▸ TASK TO CARRY OUT:
Type out all the records once more, exactly.

▸ INFORMATION GIVEN:
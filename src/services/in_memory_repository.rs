//! Process-local auction store for tests and runs without a database.

use std::sync::atomic::{AtomicBool, Ordering};

use async_trait::async_trait;
use chrono::NaiveDate;
use parking_lot::Mutex;
use sea_orm::DbErr;

use super::auction_repository::AuctionRepository;
use crate::models::auction::{Auction, NewAuction};

#[derive(Default)]
pub struct InMemoryAuctionRepository {
    auctions: Mutex<Vec<Auction>>,
    fail_saves: AtomicBool,
}

impl InMemoryAuctionRepository {
    pub fn new() -> Self {
        Self::default()
    }

    /// Make every following `save` fail without storing anything.
    pub fn fail_saves(&self, fail: bool) {
        self.fail_saves.store(fail, Ordering::SeqCst);
    }

    pub fn snapshot(&self) -> Vec<Auction> {
        self.auctions.lock().clone()
    }
}

fn newest_first(auctions: &mut [Auction]) {
    auctions.sort_by(|a, b| b.auction_date.cmp(&a.auction_date).then(b.id.cmp(&a.id)));
}

#[async_trait]
impl AuctionRepository for InMemoryAuctionRepository {
    async fn find_by_natural_key(
        &self,
        auction_date: NaiveDate,
        production_month: &str,
    ) -> Result<Option<Auction>, DbErr> {
        Ok(self
            .auctions
            .lock()
            .iter()
            .find(|a| a.auction_date == auction_date && a.production_month == production_month)
            .cloned())
    }

    async fn save(&self, auction: NewAuction) -> Result<Auction, DbErr> {
        if self.fail_saves.load(Ordering::SeqCst) {
            return Err(DbErr::Custom("simulated save failure".to_string()));
        }

        let mut auctions = self.auctions.lock();

        let duplicate = auctions.iter().any(|a| {
            a.auction_date == auction.auction_date && a.production_month == auction.production_month
        });
        if duplicate {
            return Err(DbErr::Custom(format!(
                "duplicate auction for {} / {}",
                auction.auction_date, auction.production_month
            )));
        }

        let id = auctions.iter().map(|a| a.id).max().unwrap_or(0) + 1;
        let stored = Auction {
            id,
            auction_date: auction.auction_date,
            production_month: auction.production_month,
            reserve_price: auction.reserve_price,
            created_at: auction.created_at,
            regions: auction.regions,
            technologies: auction.technologies,
        };
        auctions.push(stored.clone());

        Ok(stored)
    }

    async fn find_latest(&self) -> Result<Option<Auction>, DbErr> {
        let mut auctions = self.snapshot();
        newest_first(&mut auctions);
        Ok(auctions.into_iter().next())
    }

    async fn find_between(&self, start: NaiveDate, end: NaiveDate) -> Result<Vec<Auction>, DbErr> {
        let mut auctions: Vec<Auction> = self
            .snapshot()
            .into_iter()
            .filter(|a| a.auction_date >= start && a.auction_date <= end)
            .collect();
        newest_first(&mut auctions);
        Ok(auctions)
    }

    async fn find_all(&self) -> Result<Vec<Auction>, DbErr> {
        let mut auctions = self.snapshot();
        newest_first(&mut auctions);
        Ok(auctions)
    }

    async fn count(&self) -> Result<u64, DbErr> {
        Ok(self.auctions.lock().len() as u64)
    }
}
use sea_orm_migration::prelude::*;

#[async_std::main]
async fn main() {
    cli::run_cli(migration::Migrator).await;
}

▸ SOLUTION TO THE EXERCISE:
filename src/services/in_memory_repository.rs
//! Process-local auction store for tests and runs without a database.

use std::sync::atomic::{AtomicBool, Ordering};

use async_trait::async_trait;
use chrono::NaiveDate;
use parking_lot::Mutex;
use sea_orm::DbErr;

use super::auction_repository::AuctionRepository;
use crate::models::auction::{Auction, NewAuction};

#[derive(Default)]
pub struct InMemoryAuctionRepository {
    auctions: Mutex<Vec<Auction>>,
    fail_saves: AtomicBool,
}

impl InMemoryAuctionRepository {
    pub fn new() -> Self {
        Self::default()
    }

    /// Make every following `save` fail without storing anything.
    pub fn fail_saves(&self, fail: bool) {
        self.fail_saves.store(fail, Ordering::SeqCst);
    }

    pub fn snapshot(&self) -> Vec<Auction> {
        self.auctions.lock().clone()
    }
}

fn newest_first(auctions: &mut [Auction]) {
    auctions.sort_by(|a, b| b.auction_date.cmp(&a.auction_date).then(b.id.cmp(&a.id)));
}

#[async_trait]
impl AuctionRepository for InMemoryAuctionRepository {
    async fn find_by_natural_key(
        &self,
        auction_date: NaiveDate,
        production_month: &str,
    ) -> Result<Option<Auction>, DbErr> {
        Ok(self
            .auctions
            .lock()
            .iter()
            .find(|a| a.auction_date == auction_date && a.production_month == production_month)
            .cloned())
    }

    async fn save(&self, auction: NewAuction) -> Result<Auction, DbErr> {
        if self.fail_saves.load(Ordering::SeqCst) {
            return Err(DbErr::Custom("simulated save failure".to_string()));
        }

        let mut auctions = self.auctions.lock();

        let duplicate = auctions.iter().any(|a| {
            a.auction_date == auction.auction_date && a.production_month == auction.production_month
        });
        if duplicate {
            return Err(DbErr::Custom(format!(
                "duplicate auction for {} / {}",
                auction.auction_date, auction.production_month
            )));
        }

        let id = auctions.iter().map(|a| a.id).max().unwrap_or(0) + 1;
        let stored = Auction {
            id,
            auction_date: auction.auction_date,
            production_month: auction.production_month,
            reserve_price: auction.reserve_price,
            created_at: auction.created_at,
            regions: auction.regions,
            technologies: auction.technologies,
        };
        auctions.push(stored.clone());

        Ok(stored)
    }

    async fn find_latest(&self) -> Result<Option<Auction>, DbErr> {
        let mut auctions = self.snapshot();
        newest_first(&mut auctions);
        Ok(auctions.into_iter().next())
    }

    async fn find_between(&self, start: NaiveDate, end: NaiveDate) -> Result<Vec<Auction>, DbErr> {
        let mut auctions: Vec<Auction> = self
            .snapshot()
            .into_iter()
            .filter(|a| a.auction_date >= start && a.auction_date <= end)
            .collect();
        newest_first(&mut auctions);
        Ok(auctions)
    }

    async fn find_all(&self) -> Result<Vec<Auction>, DbErr> {
        let mut auctions = self.snapshot();
        newest_first(&mut auctions);
        Ok(auctions)
    }

    async fn count(&self) -> Result<u64, DbErr> {
        Ok(self.auctions.lock().len() as u64)
    }
}
use sea_orm_migration::prelude::*;

#[async_std::main]
async fn main() {
    cli::run_cli(migration::Migrator).await;
}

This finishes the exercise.